The human heart has two upper chambers or "atria"; The right atria receives venous non-oxygenated blood from the body and via the right ventricle pumps the blood to the lungs. The left atria receives the freshly oxygenated blood from the lungs and via the left ventricle pumps the blood out to the body. The left atria receives oxygenated blood from the lungs via blood vessels called the pulmonary veins. Atrial fibrillation almost always requires participation of the left atria in order for the arrhythmia to occur.
In order for atrial fibrillation to occur, two mandatory things are required. Something in the heart has to start the arrhythmia up or "initiate" or "induce" the episode. Then, once the heart is in atrial fibrillation, something else in the heart has to keep the heart in fibrillation. The structures in the heart which keep the heart fibrillating once the arrhythmia is started by an initiator are called "propagators" for atrial fibrillation. The left atria, and in particular the regions in and around the pulmonary veins.
A CT scan of the human left atria with four pulmonary veins attached
Atrial fibrillation can be considered analogous to a variety of commonly observed phenomena. For example, in order for a lawn mower to run, you absolutely need two things; a fueled up and turned on engine capable of running for more then just a few turns (i.e. a propagator) and someone to pull the started cord to get the process going (i.e. an initiator). Without both of the above, you won't be cutting your lawn. An avalanche of snow is another example in nature in which both an initiator (i.e. an unfortunate skier) and a propagator (i.e. a mountain slope filled with snow) are both needed to cause a problem.
A simplified mode for sustained atrial fibrillation
In essentially every normal person, atrial fibrillation can be started by rapidly pacing the heart. In people who don't have clinical atrial fibrillation however, after a short period of time (seconds to minutes) atrial fibrillation generally terminates on its own.
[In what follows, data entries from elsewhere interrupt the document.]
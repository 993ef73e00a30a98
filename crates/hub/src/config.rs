//! Configuration management for the hub server.
//!
//! This module handles loading, validation, and conversion of server configuration
//! from TOML files and command-line arguments.

use crate::cli::CliArgs;
use hub_server::{ServerConfig, UpdateIdPolicy};
use serde::{Deserialize, Serialize};
use std::path::Path;
use tracing::info;

/// Application configuration loaded from TOML file.
#[derive(Debug, Clone, Default, Serialize, Deserialize)]
pub struct AppConfig {
    /// Server configuration settings
    #[serde(default)]
    pub server: ServerSettings,
    /// Logging configuration settings
    #[serde(default)]
    pub logging: LoggingSettings,
}

/// Server-specific configuration settings.
#[derive(Debug, Clone, Serialize, Deserialize)]
pub struct ServerSettings {
    /// Network address to bind the server to (e.g., "0.0.0.0:2508")
    #[serde(default = "default_bind_address")]
    pub bind_address: String,
    /// HTTP path on which WebSocket upgrades are accepted
    #[serde(default = "default_ws_path")]
    pub ws_path: String,
    /// Frames that may wait for one slow client before new ones are dropped
    #[serde(default = "default_outbound_queue_capacity")]
    pub outbound_queue_capacity: usize,
    /// Events that may wait for the hub control loop
    #[serde(default = "default_inbound_queue_capacity")]
    pub inbound_queue_capacity: usize,
    /// Id stamped on position broadcasts ("sender" or "recipient")
    #[serde(default)]
    pub update_id_policy: UpdateIdPolicy,
}

/// Logging system configuration.
#[derive(Debug, Clone, Serialize, Deserialize)]
pub struct LoggingSettings {
    /// Log level filter (trace, debug, info, warn, error)
    #[serde(default = "default_log_level")]
    pub level: String,
    /// Whether to output logs in JSON format
    #[serde(default)]
    pub json_format: bool,
}

fn default_bind_address() -> String {
    "0.0.0.0:2508".to_string()
}

fn default_ws_path() -> String {
    "/ws".to_string()
}

fn default_outbound_queue_capacity() -> usize {
    256
}

fn default_inbound_queue_capacity() -> usize {
    1024
}

fn default_log_level() -> String {
    "info".to_string()
}

impl Default for ServerSettings {
    fn default() -> Self {
        Self {
            bind_address: default_bind_address(),
            ws_path: default_ws_path(),
            outbound_queue_capacity: default_outbound_queue_capacity(),
            inbound_queue_capacity: default_inbound_queue_capacity(),
            update_id_policy: UpdateIdPolicy::default(),
        }
    }
}

impl Default for LoggingSettings {
    fn default() -> Self {
        Self {
            level: default_log_level(),
            json_format: false,
        }
    }
}

impl AppConfig {
    /// Loads configuration from a TOML file.
    ///
    /// If the file doesn't exist, a default configuration file is written
    /// to that path and the defaults are returned.
    pub async fn load_from_file(path: &Path) -> Result<Self, Box<dyn std::error::Error>> {
        if path.exists() {
            let content = tokio::fs::read_to_string(path).await?;
            let config: AppConfig = toml::from_str(&content)?;
            Ok(config)
        } else {
            let default_config = AppConfig::default();
            let toml_content = toml::to_string_pretty(&default_config)?;
            tokio::fs::write(path, toml_content).await?;
            info!("Created default configuration file: {}", path.display());
            Ok(default_config)
        }
    }

    /// Applies command-line overrides on top of the file settings.
    pub fn apply_cli_overrides(&mut self, args: &CliArgs) -> Result<(), String> {
        if let Some(bind_address) = &args.bind_address {
            self.server.bind_address = bind_address.clone();
        }
        if let Some(ws_path) = &args.ws_path {
            self.server.ws_path = ws_path.clone();
        }
        if let Some(log_level) = &args.log_level {
            self.logging.level = log_level.clone();
        }
        if args.json_logs {
            self.logging.json_format = true;
        }
        if let Some(policy) = &args.update_ids {
            self.server.update_id_policy = policy.parse()?;
        }
        Ok(())
    }

    /// Converts the application settings into a [`ServerConfig`].
    pub fn to_server_config(&self) -> Result<ServerConfig, Box<dyn std::error::Error>> {
        Ok(ServerConfig {
            bind_address: self.server.bind_address.parse()?,
            ws_path: self.server.ws_path.clone(),
            outbound_queue_capacity: self.server.outbound_queue_capacity,
            inbound_queue_capacity: self.server.inbound_queue_capacity,
            update_id_policy: self.server.update_id_policy,
        })
    }

    /// Validates the configuration settings.
    ///
    /// Server values are checked by [`ServerConfig::validate`], so the file,
    /// the CLI and a directly constructed server all share one set of rules.
    ///
    /// # Returns
    ///
    /// `Ok(())` if the configuration is valid, or an error message describing
    /// the first problem found.
    pub fn validate(&self) -> Result<(), String> {
        let server_config = self
            .to_server_config()
            .map_err(|_| format!("Invalid bind address: {}", &self.server.bind_address))?;
        server_config.validate().map_err(|e| e.to_string())?;

        let valid_levels = ["trace", "debug", "info", "warn", "error"];
        if !valid_levels.contains(&self.logging.level.as_str()) {
            return Err(format!(
                "Invalid log level: {}. Must be one of: {valid_levels:?}",
                &self.logging.level
            ));
        }

        Ok(())
    }
}

#[cfg(test)]
mod tests {
    use super::*;
    use std::path::PathBuf;
    use tempfile::tempdir;

    fn args() -> CliArgs {
        CliArgs {
            config_path: PathBuf::from("config.toml"),
            bind_address: None,
            ws_path: None,
            log_level: None,
            json_logs: false,
            update_ids: None,
        }
    }

    #[test]
    fn test_app_config_default() {
        let config = AppConfig::default();
        assert_eq!(config.server.bind_address, "0.0.0.0:2508");
        assert_eq!(config.server.ws_path, "/ws");
        assert_eq!(config.server.outbound_queue_capacity, 256);
        assert_eq!(config.server.update_id_policy, UpdateIdPolicy::Sender);
        assert_eq!(config.logging.level, "info");
        assert!(!config.logging.json_format);
        assert!(config.validate().is_ok());
    }

    #[tokio::test]
    async fn test_load_from_nonexistent_file_creates_default() {
        let dir = tempdir().expect("Failed to create temp dir");
        let path = dir.path().join("config.toml");

        let config = AppConfig::load_from_file(&path)
            .await
            .expect("Loading a missing file should succeed");
        assert!(path.exists());
        assert_eq!(config.server.bind_address, "0.0.0.0:2508");

        let reloaded = AppConfig::load_from_file(&path)
            .await
            .expect("Reloading the generated file should succeed");
        assert_eq!(reloaded.server.ws_path, config.server.ws_path);
    }

    #[tokio::test]
    async fn test_load_from_existing_file_with_partial_settings() {
        let dir = tempdir().expect("Failed to create temp dir");
        let path = dir.path().join("hub.toml");
        tokio::fs::write(
            &path,
            r#"
[server]
bind_address = "127.0.0.1:9100"
update_id_policy = "recipient"

[logging]
json_format = true
"#,
        )
        .await
        .expect("Failed to write config");

        let config = AppConfig::load_from_file(&path).await.expect("valid config");
        assert_eq!(config.server.bind_address, "127.0.0.1:9100");
        assert_eq!(config.server.update_id_policy, UpdateIdPolicy::Recipient);
        assert_eq!(config.server.ws_path, "/ws");
        assert_eq!(config.server.inbound_queue_capacity, 1024);
        assert_eq!(config.logging.level, "info");
        assert!(config.logging.json_format);
    }

    #[tokio::test]
    async fn test_load_rejects_invalid_toml() {
        let dir = tempdir().expect("Failed to create temp dir");
        let path = dir.path().join("broken.toml");
        tokio::fs::write(&path, "[server\nbind_address = ")
            .await
            .expect("Failed to write config");

        assert!(AppConfig::load_from_file(&path).await.is_err());
    }

    #[test]
    fn test_cli_overrides_take_precedence() {
        let mut config = AppConfig::default();
        let args = CliArgs {
            bind_address: Some("127.0.0.1:9000".to_string()),
            ws_path: Some("/game".to_string()),
            log_level: Some("debug".to_string()),
            json_logs: true,
            update_ids: Some("recipient".to_string()),
            ..args()
        };

        config.apply_cli_overrides(&args).expect("valid overrides");
        assert_eq!(config.server.bind_address, "127.0.0.1:9000");
        assert_eq!(config.server.ws_path, "/game");
        assert_eq!(config.logging.level, "debug");
        assert!(config.logging.json_format);
        assert_eq!(config.server.update_id_policy, UpdateIdPolicy::Recipient);
    }

    #[test]
    fn test_to_server_config_conversion() {
        let mut config = AppConfig::default();
        config.server.bind_address = "127.0.0.1:7000".to_string();
        config.server.outbound_queue_capacity = 8;

        let server_config = config.to_server_config().expect("valid config converts");
        assert_eq!(server_config.bind_address.port(), 7000);
        assert_eq!(server_config.ws_path, "/ws");
        assert_eq!(server_config.outbound_queue_capacity, 8);
        assert_eq!(server_config.inbound_queue_capacity, 1024);
    }

    #[test]
    fn test_validation_failures() {
        let mut config = AppConfig::default();
        config.server.bind_address = "invalid".to_string();
        assert!(config.validate().is_err());

        let mut config = AppConfig::default();
        config.server.ws_path = "ws".to_string();
        assert!(config.validate().is_err());

        let mut config = AppConfig::default();
        config.server.outbound_queue_capacity = 1;
        assert!(config.validate().is_err());

        let mut config = AppConfig::default();
        config.server.inbound_queue_capacity = 0;
        assert!(config.validate().is_err());

        let mut config = AppConfig::default();
        config.logging.level = "loud".to_string();
        assert!(config.validate().is_err());
    }

    #[test]
    fn test_validation_reports_server_config_errors() {
        let mut config = AppConfig::default();
        config.server.outbound_queue_capacity = 0;

        let err = config.validate().expect_err("capacity 0 is unusable");
        assert!(err.contains("outbound_queue_capacity"), "unexpected error: {err}");
    }

    #[test]
    fn test_validation_valid_log_levels() {
        for level in ["trace", "debug", "info", "warn", "error"] {
            let mut config = AppConfig::default();
            config.logging.level = level.to_string();
            assert!(config.validate().is_ok(), "level {level} should be valid");
        }
    }
}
Thus normal people lack propagators for atrial fibrillation and even when started, the arrhythmia cannot continue for long and eventually stops on its own.
In patients with atrial fibrillation however, once fibrillation is started by an initiating factor, the arrhythmia tends to sustain; in some patients for many minutes, in others for hours or days or even longer. Patients with atrial fibrillation therefore have both the initiators and the propagators for their arrhythmia. For a more detailed discussion on initiators and propagators for atrial fibrillation, click on the links above.
The left atria and in particular the regions in and around the pulmonary veins are important sources for both the initiators and the propagators of atrial fibrillation. The pulmonary veins are considered a vital part of the arrhythmia substrate needed to allow atrial fibrillation to start and, once started, to continue. Essentially all of the surgical and catheter based curative approaches for atrial fibrillation involve delaying or eliminating electrical conduction from the pulmonary veins and regions immediately adjacent to these structures in the left atria.
What causes atrial fibrillation to start and propagate in the regions around the pulmonary veins? Although the answer to this question is not completely known, what is known for certain is that factors that can cause the left atria (and thus the attached pulmonary veins) to stretch will cause pulmonary vein initiators and propagators to form. Any condition elevating left atrial pressure can thus be considered a potential cause for atrial fibrillation. A history of high blood pressure is very common in patients with atrial fibrillation. Regurgitation or stenosis of the heart valve is also commonly seen in patients with atrial fibrillation. All of these conditions cause elevated left atrial pressures and left atrial stretch. Finally, getting older is also commonly associated with atrial fibrillation. We all know that parts of the body start to feel the effects of gravity with aging and things we can see will start to sag and stretch (did you know that the tip of you nose slowing sags and droops down over decades or life presumably due to the effects of gravity). In the heart, gravity is not the issue but since birth the structures of the heart are under continuous pressure from the approximate 100,000 daily heart beats. Over many years this pressure can cause the heart to stretch, thus potentially explaining the exponentially increased incidence of atrial fibrillation in older patients.